[Saved data entries]
────────────────────────────────────────

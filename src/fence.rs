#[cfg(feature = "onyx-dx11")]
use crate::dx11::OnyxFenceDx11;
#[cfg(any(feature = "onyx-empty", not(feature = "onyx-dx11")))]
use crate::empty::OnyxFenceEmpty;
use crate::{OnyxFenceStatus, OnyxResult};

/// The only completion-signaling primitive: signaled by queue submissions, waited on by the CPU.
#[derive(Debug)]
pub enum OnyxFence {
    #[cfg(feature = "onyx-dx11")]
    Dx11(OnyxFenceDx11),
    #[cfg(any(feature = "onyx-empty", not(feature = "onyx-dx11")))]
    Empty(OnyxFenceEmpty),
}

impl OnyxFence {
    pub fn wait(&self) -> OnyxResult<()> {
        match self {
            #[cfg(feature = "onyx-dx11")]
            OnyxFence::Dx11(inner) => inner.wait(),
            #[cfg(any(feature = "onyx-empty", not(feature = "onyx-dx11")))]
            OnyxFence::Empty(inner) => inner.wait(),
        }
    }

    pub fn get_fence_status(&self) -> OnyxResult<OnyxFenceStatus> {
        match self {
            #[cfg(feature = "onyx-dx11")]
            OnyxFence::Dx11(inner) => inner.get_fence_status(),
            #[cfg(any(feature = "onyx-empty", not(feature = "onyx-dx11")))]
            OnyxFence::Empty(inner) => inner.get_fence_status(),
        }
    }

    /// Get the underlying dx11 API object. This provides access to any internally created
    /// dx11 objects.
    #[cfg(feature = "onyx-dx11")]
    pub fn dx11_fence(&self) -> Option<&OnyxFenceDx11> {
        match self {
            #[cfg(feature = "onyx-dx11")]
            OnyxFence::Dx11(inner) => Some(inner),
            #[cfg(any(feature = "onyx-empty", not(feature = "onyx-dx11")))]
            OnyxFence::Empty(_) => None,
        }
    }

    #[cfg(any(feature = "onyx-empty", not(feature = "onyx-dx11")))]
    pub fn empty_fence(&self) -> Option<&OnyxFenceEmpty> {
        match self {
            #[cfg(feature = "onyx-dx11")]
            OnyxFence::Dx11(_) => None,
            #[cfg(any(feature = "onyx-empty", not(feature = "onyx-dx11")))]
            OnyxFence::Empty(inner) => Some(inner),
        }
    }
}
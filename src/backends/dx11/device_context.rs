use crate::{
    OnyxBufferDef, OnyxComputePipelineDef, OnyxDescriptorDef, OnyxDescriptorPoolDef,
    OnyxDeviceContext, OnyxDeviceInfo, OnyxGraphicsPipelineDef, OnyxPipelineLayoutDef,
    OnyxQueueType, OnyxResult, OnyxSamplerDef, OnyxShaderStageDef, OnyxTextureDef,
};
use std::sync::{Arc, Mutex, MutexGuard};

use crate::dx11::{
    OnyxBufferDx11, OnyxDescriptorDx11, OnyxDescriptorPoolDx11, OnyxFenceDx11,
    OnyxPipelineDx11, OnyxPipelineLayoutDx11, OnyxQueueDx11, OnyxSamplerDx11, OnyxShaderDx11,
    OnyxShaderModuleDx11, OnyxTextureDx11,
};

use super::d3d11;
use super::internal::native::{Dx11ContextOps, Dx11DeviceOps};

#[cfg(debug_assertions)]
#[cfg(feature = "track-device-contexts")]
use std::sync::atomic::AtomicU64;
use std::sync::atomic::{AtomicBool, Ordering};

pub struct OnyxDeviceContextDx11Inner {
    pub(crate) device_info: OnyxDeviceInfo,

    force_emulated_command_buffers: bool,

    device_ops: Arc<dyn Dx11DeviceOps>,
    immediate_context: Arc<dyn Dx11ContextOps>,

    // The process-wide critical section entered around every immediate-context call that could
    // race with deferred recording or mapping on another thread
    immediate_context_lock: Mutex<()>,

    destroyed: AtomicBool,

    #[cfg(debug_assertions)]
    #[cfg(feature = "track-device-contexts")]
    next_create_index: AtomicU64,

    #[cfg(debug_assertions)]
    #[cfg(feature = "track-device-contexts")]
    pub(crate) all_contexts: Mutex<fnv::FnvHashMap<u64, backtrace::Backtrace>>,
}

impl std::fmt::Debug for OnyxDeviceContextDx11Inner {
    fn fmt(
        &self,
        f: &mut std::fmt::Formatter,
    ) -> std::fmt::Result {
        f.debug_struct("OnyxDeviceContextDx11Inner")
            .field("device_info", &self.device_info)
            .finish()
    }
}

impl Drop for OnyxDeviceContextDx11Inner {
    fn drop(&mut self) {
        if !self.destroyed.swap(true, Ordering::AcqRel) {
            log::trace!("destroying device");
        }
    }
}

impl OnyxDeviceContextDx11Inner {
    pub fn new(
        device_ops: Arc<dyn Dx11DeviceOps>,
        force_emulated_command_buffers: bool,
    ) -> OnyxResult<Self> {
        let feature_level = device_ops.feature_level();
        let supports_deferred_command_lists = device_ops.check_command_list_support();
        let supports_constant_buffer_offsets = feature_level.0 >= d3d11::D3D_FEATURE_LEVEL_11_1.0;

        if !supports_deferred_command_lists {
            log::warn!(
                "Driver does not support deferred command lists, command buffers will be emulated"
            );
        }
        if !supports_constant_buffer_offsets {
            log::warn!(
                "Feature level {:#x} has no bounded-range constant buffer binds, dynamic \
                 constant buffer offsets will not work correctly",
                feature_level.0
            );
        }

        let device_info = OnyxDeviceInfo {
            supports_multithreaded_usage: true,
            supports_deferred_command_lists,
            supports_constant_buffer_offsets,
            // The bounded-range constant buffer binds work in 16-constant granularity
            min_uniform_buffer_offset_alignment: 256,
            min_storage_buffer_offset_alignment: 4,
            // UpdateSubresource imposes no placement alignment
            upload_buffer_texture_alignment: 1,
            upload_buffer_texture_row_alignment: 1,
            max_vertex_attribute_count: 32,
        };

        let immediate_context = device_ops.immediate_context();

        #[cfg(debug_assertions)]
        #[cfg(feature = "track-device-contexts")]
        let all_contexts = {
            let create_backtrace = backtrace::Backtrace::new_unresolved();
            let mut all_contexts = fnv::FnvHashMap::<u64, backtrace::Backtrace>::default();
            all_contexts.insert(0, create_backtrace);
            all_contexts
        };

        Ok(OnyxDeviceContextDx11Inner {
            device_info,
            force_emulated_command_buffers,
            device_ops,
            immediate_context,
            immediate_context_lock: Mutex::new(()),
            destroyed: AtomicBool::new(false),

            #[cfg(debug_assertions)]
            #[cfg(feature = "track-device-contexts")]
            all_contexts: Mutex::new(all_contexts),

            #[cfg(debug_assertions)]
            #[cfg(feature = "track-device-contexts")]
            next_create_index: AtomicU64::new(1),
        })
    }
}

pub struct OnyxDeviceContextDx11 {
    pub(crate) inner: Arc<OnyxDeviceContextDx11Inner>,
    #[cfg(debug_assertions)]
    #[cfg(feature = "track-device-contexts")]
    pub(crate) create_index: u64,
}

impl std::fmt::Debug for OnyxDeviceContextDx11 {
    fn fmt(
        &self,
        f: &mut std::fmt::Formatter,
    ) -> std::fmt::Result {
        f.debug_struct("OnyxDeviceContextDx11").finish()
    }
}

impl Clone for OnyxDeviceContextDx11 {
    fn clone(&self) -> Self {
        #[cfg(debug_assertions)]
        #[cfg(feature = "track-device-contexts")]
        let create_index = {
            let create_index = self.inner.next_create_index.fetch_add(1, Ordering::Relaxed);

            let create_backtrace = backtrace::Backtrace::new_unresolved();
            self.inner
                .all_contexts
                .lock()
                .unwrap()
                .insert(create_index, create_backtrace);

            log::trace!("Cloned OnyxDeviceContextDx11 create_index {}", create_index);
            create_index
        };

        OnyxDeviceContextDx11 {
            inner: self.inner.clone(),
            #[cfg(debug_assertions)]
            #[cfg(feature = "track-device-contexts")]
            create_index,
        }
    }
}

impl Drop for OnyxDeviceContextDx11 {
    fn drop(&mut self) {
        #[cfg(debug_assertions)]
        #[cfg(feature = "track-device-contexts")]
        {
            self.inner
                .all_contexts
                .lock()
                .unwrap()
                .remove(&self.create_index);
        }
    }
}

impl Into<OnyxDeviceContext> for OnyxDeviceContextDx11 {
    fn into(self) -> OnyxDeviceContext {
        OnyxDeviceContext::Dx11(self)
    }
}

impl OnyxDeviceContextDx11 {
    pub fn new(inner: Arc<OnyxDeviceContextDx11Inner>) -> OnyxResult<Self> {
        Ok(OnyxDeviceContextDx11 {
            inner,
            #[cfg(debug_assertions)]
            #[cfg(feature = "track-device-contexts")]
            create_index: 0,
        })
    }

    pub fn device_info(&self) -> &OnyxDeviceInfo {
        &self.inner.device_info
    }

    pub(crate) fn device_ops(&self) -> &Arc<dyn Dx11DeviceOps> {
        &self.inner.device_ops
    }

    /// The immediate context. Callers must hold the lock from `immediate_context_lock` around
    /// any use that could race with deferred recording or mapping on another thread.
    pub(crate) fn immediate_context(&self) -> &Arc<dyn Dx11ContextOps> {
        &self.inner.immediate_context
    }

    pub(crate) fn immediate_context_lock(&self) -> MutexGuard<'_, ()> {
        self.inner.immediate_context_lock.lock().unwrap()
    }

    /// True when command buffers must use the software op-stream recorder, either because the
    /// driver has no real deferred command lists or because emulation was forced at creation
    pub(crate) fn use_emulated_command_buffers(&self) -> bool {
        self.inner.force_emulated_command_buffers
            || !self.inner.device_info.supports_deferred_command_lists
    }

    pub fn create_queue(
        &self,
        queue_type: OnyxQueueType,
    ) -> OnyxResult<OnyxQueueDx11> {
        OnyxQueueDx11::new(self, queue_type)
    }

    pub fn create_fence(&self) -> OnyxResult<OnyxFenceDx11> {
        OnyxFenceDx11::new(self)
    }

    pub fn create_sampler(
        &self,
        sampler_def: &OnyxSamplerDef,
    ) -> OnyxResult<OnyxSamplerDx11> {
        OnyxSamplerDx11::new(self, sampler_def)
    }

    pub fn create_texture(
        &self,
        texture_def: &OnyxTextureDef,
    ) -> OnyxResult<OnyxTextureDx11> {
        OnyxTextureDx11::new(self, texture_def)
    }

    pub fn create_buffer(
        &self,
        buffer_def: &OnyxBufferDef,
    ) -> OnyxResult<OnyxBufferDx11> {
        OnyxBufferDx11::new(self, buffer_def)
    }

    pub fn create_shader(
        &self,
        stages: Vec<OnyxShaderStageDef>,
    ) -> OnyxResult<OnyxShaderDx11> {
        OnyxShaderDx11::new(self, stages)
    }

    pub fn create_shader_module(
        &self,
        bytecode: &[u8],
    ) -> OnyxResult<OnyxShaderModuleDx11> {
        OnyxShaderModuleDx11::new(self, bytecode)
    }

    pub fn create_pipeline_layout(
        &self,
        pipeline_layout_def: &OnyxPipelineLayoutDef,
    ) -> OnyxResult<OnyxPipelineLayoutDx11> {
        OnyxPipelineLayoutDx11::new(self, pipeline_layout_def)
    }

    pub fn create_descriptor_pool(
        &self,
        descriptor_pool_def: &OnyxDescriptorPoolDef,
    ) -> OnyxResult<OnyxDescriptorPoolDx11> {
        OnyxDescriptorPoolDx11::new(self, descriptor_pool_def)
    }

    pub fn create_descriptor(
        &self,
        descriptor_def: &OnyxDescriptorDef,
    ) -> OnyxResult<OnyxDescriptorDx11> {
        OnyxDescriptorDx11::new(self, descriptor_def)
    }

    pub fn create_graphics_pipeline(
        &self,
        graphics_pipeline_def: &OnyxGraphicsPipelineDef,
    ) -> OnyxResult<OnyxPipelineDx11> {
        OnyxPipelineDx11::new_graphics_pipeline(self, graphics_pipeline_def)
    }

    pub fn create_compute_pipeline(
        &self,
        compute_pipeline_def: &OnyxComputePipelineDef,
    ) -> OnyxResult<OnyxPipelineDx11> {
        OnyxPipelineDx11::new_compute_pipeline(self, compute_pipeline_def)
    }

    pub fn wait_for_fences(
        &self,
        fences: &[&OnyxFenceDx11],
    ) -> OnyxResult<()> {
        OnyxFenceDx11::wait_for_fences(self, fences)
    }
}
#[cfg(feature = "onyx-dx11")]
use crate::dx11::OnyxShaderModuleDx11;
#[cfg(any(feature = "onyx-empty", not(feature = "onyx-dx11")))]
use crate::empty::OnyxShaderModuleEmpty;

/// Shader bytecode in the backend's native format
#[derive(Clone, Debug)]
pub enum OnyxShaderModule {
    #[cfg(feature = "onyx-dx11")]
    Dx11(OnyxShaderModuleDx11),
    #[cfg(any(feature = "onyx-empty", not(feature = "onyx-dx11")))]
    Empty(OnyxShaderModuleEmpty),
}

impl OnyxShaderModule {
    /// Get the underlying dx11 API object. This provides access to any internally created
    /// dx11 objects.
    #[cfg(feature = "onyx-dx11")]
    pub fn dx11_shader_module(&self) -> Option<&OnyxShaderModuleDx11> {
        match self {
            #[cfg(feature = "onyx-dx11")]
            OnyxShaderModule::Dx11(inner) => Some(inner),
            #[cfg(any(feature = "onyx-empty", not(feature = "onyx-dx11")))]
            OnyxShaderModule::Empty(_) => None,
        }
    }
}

────────────────────────────────────────

▶ [Problem to solve]: All lines of the data above that include the word "work" must be shown.

▶ [Completed task]:
                 constant buffer offsets will not work correctly",
            // The bounded-range constant buffer binds work in 16-constant granularity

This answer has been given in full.